If Cañellas is the patriarch of democracy in a Balearics style, then Maria Antònia Munar is the matriarch. There at the birth of a new party, the Unió Mallorquina, in 1982, Mother Munar went on to become its leader, the president of the Council of Mallorca and the speaker of the Balearics parliament. She has been sentenced to five and a half years in prison.

The detail of the case against Munar is of little importance. It is the charges that were brought that are. Perverting the course of justice, fraud, falsification of documents, embezzlement of public funds. The charges are almost always the same and they always amount to the same thing: corruption. 
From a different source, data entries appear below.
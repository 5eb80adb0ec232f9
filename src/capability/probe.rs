//! Capability probe: one bounded detection pass per mount
//!
//! The probe acquires a throwaway GPU context, combines hardware signals
//! into a performance score, and maps the score to a tier and render
//! strategy. The throwaway context is dropped before the probe returns and
//! has no other side effects. Scoring itself is a pure function over
//! `ProbeSignals` so every branch is testable without hardware.

use std::time::Duration;

use serde::{Deserialize, Serialize};

/// Performance tier derived from the score
#[derive(Debug, Clone, Copy, PartialEq, Eq, PartialOrd, Ord, Serialize, Deserialize)]
#[serde(rename_all = "snake_case")]
pub enum Tier {
    Low,
    Medium,
    High,
    Ultra,
}

/// Render strategy: one of the three mutually exclusive tiers
#[derive(Debug, Clone, Copy, PartialEq, Eq, Serialize, Deserialize)]
#[serde(rename_all = "snake_case")]
pub enum Strategy {
    Gpu,
    Software,
    Cache,
}

/// Immutable capability snapshot, computed exactly once per mount
#[derive(Debug, Clone, Copy, PartialEq, Eq, Serialize, Deserialize)]
pub struct DeviceCapabilities {
    pub gpu_available: bool,
    /// Performance score in [0, 100]
    pub performance_score: u32,
    pub is_mobile: bool,
    pub max_texture_size: u32,
    pub tier: Tier,
    pub strategy: Strategy,
}

/// Raw signals the scorer combines
///
/// Collected from the throwaway context and the platform; kept separate so
/// the scoring rules stay a pure function.
#[derive(Debug, Clone, Copy, Default)]
pub struct ProbeSignals {
    /// A GPU context could be acquired at all
    pub gpu_available: bool,
    /// Context supports the extended feature set (timestamp queries,
    /// filterable float textures)
    pub extended_features: bool,
    pub logical_cores: u32,
    pub total_memory_bytes: u64,
    /// Display pixel ratio (e.g. 2.0 on HiDPI panels)
    pub pixel_ratio: f32,
    pub is_mobile: bool,
    pub max_texture_size: u32,
}

/// Score baseline once a context exists; signals adjust from here
const BASE_SCORE: i32 = 60;
/// Hard bound on the whole detection pass
pub const PROBE_TIMEOUT: Duration = Duration::from_secs(5);

const FOUR_GIB: u64 = 4 * 1024 * 1024 * 1024;

/// Combine signals into a performance score in [0, 100]
///
/// No context means score 0 unconditionally.
pub fn score(signals: &ProbeSignals) -> u32 {
    if !signals.gpu_available {
        return 0;
    }

    let mut score = BASE_SCORE;
    if signals.extended_features {
        score += 20;
    }
    if signals.logical_cores > 4 {
        score += 10;
    }
    if signals.total_memory_bytes > FOUR_GIB {
        score += 10;
    }
    // A dense panel without the memory to back it is a cost, not a signal
    // of a fast device.
    if signals.pixel_ratio >= 2.0 && signals.total_memory_bytes <= FOUR_GIB {
        score -= 10;
    }
    if signals.is_mobile {
        score -= 20;
    }
    score.clamp(0, 100) as u32
}

/// Map a score to a tier (monotonic non-decreasing)
pub fn tier(score: u32) -> Tier {
    match score {
        80.. => Tier::Ultra,
        70..=79 => Tier::High,
        40..=69 => Tier::Medium,
        _ => Tier::Low,
    }
}

/// Pick the render strategy
///
/// GPU requires a context and a score of at least 40. Below that the cache
/// tier is preferred whenever a context exists at all, because pre-rendered
/// generation can use it offscreen; only a device with no context at all
/// falls back to the software rasterizer.
pub fn strategy(gpu_available: bool, score: u32) -> Strategy {
    if gpu_available && score >= 40 {
        Strategy::Gpu
    } else if gpu_available {
        Strategy::Cache
    } else {
        Strategy::Software
    }
}

/// Assemble the full capability snapshot from raw signals
pub fn capabilities(signals: &ProbeSignals) -> DeviceCapabilities {
    let score = score(signals);
    DeviceCapabilities {
        gpu_available: signals.gpu_available,
        performance_score: score,
        is_mobile: signals.is_mobile,
        max_texture_size: signals.max_texture_size,
        tier: tier(score),
        strategy: strategy(signals.gpu_available, score),
    }
}

/// One-shot hardware probe
pub struct CapabilityProbe {
    /// Pixel ratio reported by the windowing system, passed in by the host
    pixel_ratio: f32,
    is_mobile: bool,
}

impl CapabilityProbe {
    pub fn new(pixel_ratio: f32, is_mobile: bool) -> Self {
        Self { pixel_ratio, is_mobile }
    }

    /// Run the probe, bounded by [`PROBE_TIMEOUT`]
    ///
    /// Timing out or failing to acquire an adapter is not an error: it
    /// resolves to a usable non-GPU capability snapshot.
    pub async fn detect(&self) -> DeviceCapabilities {
        let signals = match tokio::time::timeout(PROBE_TIMEOUT, self.collect_signals()).await {
            Ok(signals) => signals,
            Err(_) => {
                log::warn!("capability probe timed out after {:?}", PROBE_TIMEOUT);
                self.platform_signals(false, false, 0)
            }
        };

        let caps = capabilities(&signals);
        log::info!(
            "capability probe: score={} tier={:?} strategy={:?} (gpu={}, cores={}, mem={}MB)",
            caps.performance_score,
            caps.tier,
            caps.strategy,
            signals.gpu_available,
            signals.logical_cores,
            signals.total_memory_bytes / 1024 / 1024,
        );
        caps
    }

    /// Acquire and immediately release a throwaway context
    async fn collect_signals(&self) -> ProbeSignals {
        let instance = wgpu::Instance::new(&wgpu::InstanceDescriptor {
            backends: wgpu::Backends::PRIMARY,
            ..Default::default()
        });

        let adapter = match instance
            .request_adapter(&wgpu::RequestAdapterOptions {
                power_preference: wgpu::PowerPreference::HighPerformance,
                compatible_surface: None,
                force_fallback_adapter: false,
            })
            .await
        {
            Ok(adapter) => adapter,
            Err(err) => {
                log::info!("capability probe: no adapter ({err:?})");
                return self.platform_signals(false, false, 0);
            }
        };

        let features = adapter.features();
        let extended = features.contains(wgpu::Features::TIMESTAMP_QUERY)
            && features.contains(wgpu::Features::FLOAT32_FILTERABLE);
        let max_texture_size = adapter.limits().max_texture_dimension_2d;

        // Confirm a device can actually be created; some adapters enumerate
        // but refuse device creation.
        let device_ok = adapter
            .request_device(&wgpu::DeviceDescriptor {
                label: Some("vitrine_probe_device"),
                ..Default::default()
            })
            .await
            .is_ok();
        // Adapter and device drop here; the probe keeps nothing alive.

        self.platform_signals(device_ok, extended, max_texture_size)
    }

    fn platform_signals(
        &self,
        gpu_available: bool,
        extended_features: bool,
        max_texture_size: u32,
    ) -> ProbeSignals {
        let logical_cores = std::thread::available_parallelism()
            .map(|n| n.get() as u32)
            .unwrap_or(1);

        let total_memory_bytes = {
            let mut system = sysinfo::System::new();
            system.refresh_memory();
            system.total_memory()
        };

        ProbeSignals {
            gpu_available,
            extended_features,
            logical_cores,
            total_memory_bytes,
            pixel_ratio: self.pixel_ratio,
            is_mobile: self.is_mobile,
            max_texture_size,
        }
    }
}

#[cfg(test)]
mod tests {
    use super::*;

    fn desktop_signals() -> ProbeSignals {
        ProbeSignals {
            gpu_available: true,
            extended_features: true,
            logical_cores: 8,
            total_memory_bytes: 16 * 1024 * 1024 * 1024,
            pixel_ratio: 1.0,
            is_mobile: false,
            max_texture_size: 8192,
        }
    }

    #[test]
    fn test_no_context_scores_zero() {
        let signals = ProbeSignals { gpu_available: false, ..desktop_signals() };
        assert_eq!(score(&signals), 0);

        let caps = capabilities(&signals);
        assert_eq!(caps.tier, Tier::Low);
        assert_eq!(caps.strategy, Strategy::Software);
    }

    #[test]
    fn test_desktop_scores_ultra() {
        // 60 + 20 + 10 + 10 = 100
        let caps = capabilities(&desktop_signals());
        assert_eq!(caps.performance_score, 100);
        assert_eq!(caps.tier, Tier::Ultra);
        assert_eq!(caps.strategy, Strategy::Gpu);
    }

    #[test]
    fn test_mobile_penalty() {
        let signals = ProbeSignals {
            extended_features: false,
            logical_cores: 4,
            total_memory_bytes: 3 * 1024 * 1024 * 1024,
            pixel_ratio: 3.0,
            is_mobile: true,
            ..desktop_signals()
        };
        // 60 - 10 (dense panel, low memory) - 20 (mobile) = 30
        assert_eq!(score(&signals), 30);
        let caps = capabilities(&signals);
        assert_eq!(caps.tier, Tier::Low);
        // Context exists, so the cache tier can pregenerate offscreen
        assert_eq!(caps.strategy, Strategy::Cache);
    }

    #[test]
    fn test_dense_panel_penalty_needs_low_memory() {
        let with_memory = ProbeSignals { pixel_ratio: 2.0, ..desktop_signals() };
        assert_eq!(score(&with_memory), 100);

        let without_memory = ProbeSignals {
            pixel_ratio: 2.0,
            total_memory_bytes: 2 * 1024 * 1024 * 1024,
            ..desktop_signals()
        };
        // 60 + 20 + 10 - 10 = 80
        assert_eq!(score(&without_memory), 80);
    }

    #[test]
    fn test_tier_is_monotonic_and_total() {
        let mut last = tier(0);
        for s in 0..=100 {
            let t = tier(s);
            assert!(t >= last, "tier must not decrease: {s}");
            last = t;
            // Exactly one of the four variants by construction
            assert!(matches!(t, Tier::Low | Tier::Medium | Tier::High | Tier::Ultra));
        }
        assert_eq!(tier(39), Tier::Low);
        assert_eq!(tier(40), Tier::Medium);
        assert_eq!(tier(70), Tier::High);
        assert_eq!(tier(80), Tier::Ultra);
    }

    #[test]
    fn test_gpu_strategy_needs_context_and_score() {
        assert_eq!(strategy(true, 40), Strategy::Gpu);
        assert_eq!(strategy(true, 39), Strategy::Cache);
        assert_eq!(strategy(false, 90), Strategy::Software);
        assert_eq!(strategy(false, 0), Strategy::Software);
    }

    #[test]
    fn test_score_clamped() {
        let weak = ProbeSignals {
            gpu_available: true,
            extended_features: false,
            logical_cores: 2,
            total_memory_bytes: 1024 * 1024 * 1024,
            pixel_ratio: 3.0,
            is_mobile: true,
            max_texture_size: 2048,
        };
        let s = score(&weak);
        assert!(s <= 100);
        // 60 - 10 - 20 = 30, still in range
        assert_eq!(s, 30);
    }
}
There will not be sympathy for Munar. She treated the UM as her fiefdom and dispensed patronage as it suited her. Miguel Nadal, a former tourism minister, and himself sentenced to two years and seven months, owed his succession to leadership of the party to Mother. During a fractious campaign to decide the successor, Nadal at one point threw a hissy fit, withdrew, but was then brought back and anointed by Munar.

This was an example of how Palma dominated UM affairs. Nadal was a Palma man and virtually everything that has since emerged that was corrupt about the UM had to do with Palma. Miguel Llompart, formerly the UM mayor of Alcúdia, once told me that the corruption was all a Palma affair. It wasn't completely, but Palma or not, it had the effect of bringing down an entire political party, now named the Convergència.

Another of those who owed his position to Munar was another ex-tourism minister, Francesc Buils, condemned to three years inside in connection with a different case. Buils, it would seem, just did as he was told. And since sentence was passed on him, a further investigation has been opened up - one to do with alleged irregular payments for coastal cleaning operations under the auspices of Buils' tourism ministry. One of the strangest aspects of this is why the tourism ministry ever got involved in such operations. They had been the responsibility of the environment ministry and yet, for no obviously good reason, they were transferred to tourism. The police are keen to know why. The tourism ministry was to become the focal point for the wave of corruption cases that engulfed the UM.

Munar was widely disliked. One Spanish journalist once headlined an article about her "the most hated woman in Mallorca's history". She is an example of the maxim of all power corrupts, and she was all-powerful, seemingly stripped of principles. I once described her thus: "a Cruella de Vil who has kidnapped a doe-eyed and naïve democracy and bundled it into the back of an official limo, secreted inside a massive wedge of cash". The reference to the cash is to 300,000 euros Munar is supposed to have handed over to Nadal when she was president of the Council.

In March 2010, in an interview with IB3, Munar said that "democracy is based on the confidence that people have in the institutions and politicians, and when this confidence is lost a dictator can emerge". She was absolutely right but a court has proven that she was not righteous. She was a product of the new democracy that, despite the veneer of free political association and the ballot box, still behaved with some of the mores of dictatorship, not least the elevation of the seemingly all-powerful.

President Bauzá is to be applauded in his attempts to rid local politics of corruption. At a time when the deeply worrying voice of the military is expressing its discontent with the political class (clear echoes of the 1930s), the president must be aghast that José Maria Rodríguez, the national delegate to the Balearics, has been forced to resign over corruption allegations that date back to the Matas presidency. Yet, though these allegations relate to a separate case, Rodríguez, when interior minister, was implicated in the Andratx case that resulted in the imprisonment of Eugenio Hidalgo, the former mayor of Andratx.

Despite Bauzá's best intentions, it never seems to end, and it was the Andratx case that opened the floodgates to everything that followed - to Matas, to Munar, to Urdangarin. Matas and now Munar have fallen and been ruined. One to go maybe. But how many more might there still be?